Outlined and Adopted the following late-add policy for SILC courses (Sessions A, B, and C)

  • Session A and B courses: Late adds are only accepted one day after the established drop/add deadline. 
  • Session C courses: Late adds are accepted up to three days after the established drop/add deadline. 
  • 492, 493, and 499 Independent Study courses: Late adds are accepted beyond the three-day period. 
  • Exceptions: Late adds beyond these established dates are allowed for students who have regularly participated in class, completed assignments, but who have been blocked from registration due to extenuating circumstances such as financial aid holds, visa issue registration hold, MMR hold, etc. 

Additional Issues

  • Proposal to establish guidelines for change of section affiliation, mergers, or establishment of new sections. Faculty discussed who should vote on changes and if changes should be anonymous; 27 faculty members voted that they should be anonymous, 10 against anonymous, 6 faculty members abstained from voting. A final vote will be conducted in a future assembly meeting. 
  • SILC Conference on "Media, Lingualism, Translations". The call for proposals is here
  • Faculty proposed that Spring faculty meetings include additional discussion outside of administrative issues. 
  • Please remember to sign up to perform at the holiday party 

October 23, 2019

Updates from the Director 

Nina reported on her meeting with Dean Cohen:

  • There will be no visiting lecturer in French or Korean. 
  • English revoked many of the course cross-lists; Nina is waiting on a response on this issue. 
  • There is a new online learning program called Praxis; this creates modules of language learning for students that do not want to or are not ready to take a semester-long course. 
  • Still working on the SILC café, it appears that we will need a generous donation to complete the café. 

Committee Updates

  • Undergraduate Committee: Peter announced that formal procedures would be put into place to regularize courses, and GenEd guidelines are coming out soon. He reviewed the new syllabus guidelines from The College and asked everyone to check the catalog description for their classes to make sure the syllabus matches. 
  • Graduate Committee: No updates. 
  • Senate: Senate representative reviewed the College hiring process. The stated that the College hiring process is different, the first round of hiring happens in summer, and the second round will begin in a few weeks. The College will consider increases in enrollment. Also, the College is making improvements to Canvas and asking that submit suggestions on how to make Canvas more user-friendly.
  • LSS: David reminded faculty that LSS provides resources and support for any tech-focused issue; faculty can email silclss@asu.edu with any questions. ThinkSpace is held every week. 
  • Advising: Barbara reviewed the process to issue, such as Late add, ASR, and audits. She explained the grade of the EU; this means that the student stopped coming to class. Grades of EU, EN, and E are a failing grade. Barbara reminded faculty members to complete the submission form when they would like information to be in the newsletter.
  • Conference committee:  The Translation and Multilingualism Conference is Nov 13-14, 2020.
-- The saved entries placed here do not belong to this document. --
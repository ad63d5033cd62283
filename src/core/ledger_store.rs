//! Account ledger storage
//!
//! Two implementations of [`LedgerStore`]:
//! - [`FileLedger`]: the production store, one `;`-delimited row per account.
//!   Reads go to the file on every call so no stale balance is ever served;
//!   updates rewrite the whole file through a temporary file and a rename.
//! - [`MemoryLedger`]: key-indexed store for tests and embedding.

use crate::core::traits::LedgerStore;
use crate::io::delimited_reader::{read_all, DelimitedReader};
use crate::io::record_format::{self, account_fields, account_id_of, parse_account};
use crate::types::{Account, AccountId, AccountKind, BankError, CustomerId};
use csv::StringRecord;
use rust_decimal::Decimal;
use std::collections::BTreeMap;
use std::fs::{self, File, OpenOptions};
use std::io::ErrorKind;
use std::path::{Path, PathBuf};
use tracing::debug;

/// Keep at most one account per kind, in encounter order
///
/// Returns true once every kind is present.
fn collect_by_kind(found: &mut Vec<Account>, account: Account) -> bool {
    if !found.iter().any(|a| a.kind == account.kind) {
        found.push(account);
    }
    found.len() == AccountKind::ALL.len()
}

/// File-backed ledger
#[derive(Debug, Clone)]
pub struct FileLedger {
    path: PathBuf,
}

impl FileLedger {
    /// Create a ledger over the given file
    ///
    /// The file does not need to exist; it is created on the first insert.
    pub fn new(path: impl Into<PathBuf>) -> Self {
        FileLedger { path: path.into() }
    }

    pub fn path(&self) -> &Path {
        &self.path
    }

    /// Raw rows of the ledger, untouched
    fn raw_rows(&self) -> Result<Vec<StringRecord>, BankError> {
        let file = match File::open(&self.path) {
            Ok(file) => file,
            Err(e) if e.kind() == ErrorKind::NotFound => return Ok(Vec::new()),
            Err(e) => return Err(e.into()),
        };
        record_format::reader_from(file)
            .into_records()
            .map(|row| row.map_err(BankError::from))
            .collect()
    }

    /// Replace the ledger contents with `rows`
    fn rewrite(&self, rows: &[StringRecord]) -> Result<(), BankError> {
        let mut temp_path = self.path.clone().into_os_string();
        temp_path.push(".tmp");
        let temp_path = PathBuf::from(temp_path);

        let written = write_rows(&temp_path, rows).and_then(|()| {
            fs::rename(&temp_path, &self.path).map_err(BankError::from)
        });
        if written.is_err() {
            // the ledger file is untouched at this point
            let _ = fs::remove_file(&temp_path);
        }
        written
    }
}

fn write_rows(path: &Path, rows: &[StringRecord]) -> Result<(), BankError> {
    let mut writer = record_format::writer_from(File::create(path)?);
    for row in rows {
        writer.write_record(row)?;
    }
    writer.flush()?;
    Ok(())
}

impl LedgerStore for FileLedger {
    fn find_account(&self, account_id: AccountId) -> Result<Account, BankError> {
        if let Some(reader) = DelimitedReader::open(&self.path, parse_account)? {
            for result in reader {
                let account = result?;
                if account.id == account_id {
                    return Ok(account);
                }
            }
        }
        Err(BankError::account_not_found(account_id))
    }

    fn update_balance(
        &mut self,
        account_id: AccountId,
        balance: Decimal,
        overdraft_count: u32,
    ) -> Result<(), BankError> {
        let mut rows = self.raw_rows()?;
        let mut updated = false;

        for row in rows.iter_mut() {
            let line = row.position().map(|pos| pos.line());
            if updated || account_id_of(row, line)? != account_id {
                continue;
            }
            let account = parse_account(row, line)?.with_balance(balance, overdraft_count);
            *row = StringRecord::from(account_fields(&account).to_vec());
            updated = true;
        }

        if !updated {
            return Err(BankError::account_not_found(account_id));
        }

        self.rewrite(&rows)?;
        debug!(account = account_id, %balance, overdraft_count, "ledger row rewritten");
        Ok(())
    }

    fn list_accounts_for_customer(&self, customer: CustomerId) -> Result<Vec<Account>, BankError> {
        let mut found = Vec::new();
        if let Some(reader) = DelimitedReader::open(&self.path, parse_account)? {
            for result in reader {
                let account = result?;
                if account.owner == customer && collect_by_kind(&mut found, account) {
                    break;
                }
            }
        }
        Ok(found)
    }

    fn insert_account(&mut self, account: Account) -> Result<(), BankError> {
        match self.find_account(account.id) {
            Ok(_) => {
                return Err(BankError::invalid_argument(format!(
                    "account ID {} is already in use",
                    account.id
                )))
            }
            Err(BankError::AccountNotFound { .. }) => {}
            Err(e) => return Err(e),
        }

        let file = OpenOptions::new()
            .create(true)
            .append(true)
            .open(&self.path)?;
        let mut writer = record_format::writer_from(file);
        writer.write_record(account_fields(&account))?;
        writer.flush()?;
        Ok(())
    }

    fn accounts(&self) -> Result<Vec<Account>, BankError> {
        read_all(&self.path, parse_account)
    }
}

/// In-memory ledger keyed by account ID
#[derive(Debug, Clone, Default)]
pub struct MemoryLedger {
    accounts: BTreeMap<AccountId, Account>,
}

impl MemoryLedger {
    pub fn new() -> Self {
        Self::default()
    }

    /// Create a ledger preloaded with accounts
    pub fn with_accounts(accounts: impl IntoIterator<Item = Account>) -> Self {
        MemoryLedger {
            accounts: accounts.into_iter().map(|a| (a.id, a)).collect(),
        }
    }
}

impl LedgerStore for MemoryLedger {
    fn find_account(&self, account_id: AccountId) -> Result<Account, BankError> {
        self.accounts
            .get(&account_id)
            .cloned()
            .ok_or_else(|| BankError::account_not_found(account_id))
    }

    fn update_balance(
        &mut self,
        account_id: AccountId,
        balance: Decimal,
        overdraft_count: u32,
    ) -> Result<(), BankError> {
        let account = self
            .accounts
            .get_mut(&account_id)
            .ok_or_else(|| BankError::account_not_found(account_id))?;
        account.balance = balance;
        account.overdraft_count = overdraft_count;
        Ok(())
    }

    fn list_accounts_for_customer(&self, customer: CustomerId) -> Result<Vec<Account>, BankError> {
        let mut found = Vec::new();
        for account in self.accounts.values().filter(|a| a.owner == customer) {
            if collect_by_kind(&mut found, account.clone()) {
                break;
            }
        }
        Ok(found)
    }

    fn insert_account(&mut self, account: Account) -> Result<(), BankError> {
        if self.accounts.contains_key(&account.id) {
            return Err(BankError::invalid_argument(format!(
                "account ID {} is already in use",
                account.id
            )));
        }
        self.accounts.insert(account.id, account);
        Ok(())
    }

    fn accounts(&self) -> Result<Vec<Account>, BankError> {
        Ok(self.accounts.values().cloned().collect())
    }

    fn last_account_id(&self) -> Result<Option<AccountId>, BankError> {
        Ok(self.accounts.keys().next_back().copied())
    }
}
NTT Committee--organization, constitution, leadership 

  • Faculty questioned who is on the NTT personnel committee and whether the chair is appointed or elected. The faculty decided that there must be guidelines or procedures in place and that the NTT faculty will meet as a group and make a recommendation at the next Faculty assembly.

Hiring Plan

  • Hilde questioned how SILC makes hiring decisions and how those decisions are communicated. Nina described the hiring process: in the spring, the Dean sends a spreadsheet to the school through which the SILC executive committee submits their hiring preferences/needs in order of priority. The Dean has the final decision and gives priority to failed tenure bids. 

Additional Issues

Separate meetings for TT faculty, lecturers, and instructors

  • Someone introduced the idea of separate meetings for TT faculty, lecturers, and instructors last year, but the exec committee decided not to follow through with the idea. 

Reinstituting GenEd Courses

  • If a GenEd course has not been taught in five years, it was retired by The College. These courses can be revived once added to the Spring course schedule. 
Convocation will be December 16, 2019.

October 9 , 2019

Updates from the Director 

  • Nina introduced new colleagues. 
  • Renovation meeting with the Dean and Renovation team: The meeting wasn't very productive, but it was decided that faculty will be allowed to do some personalization to the new space. Anyone that would like to see the new area can speak with AJ.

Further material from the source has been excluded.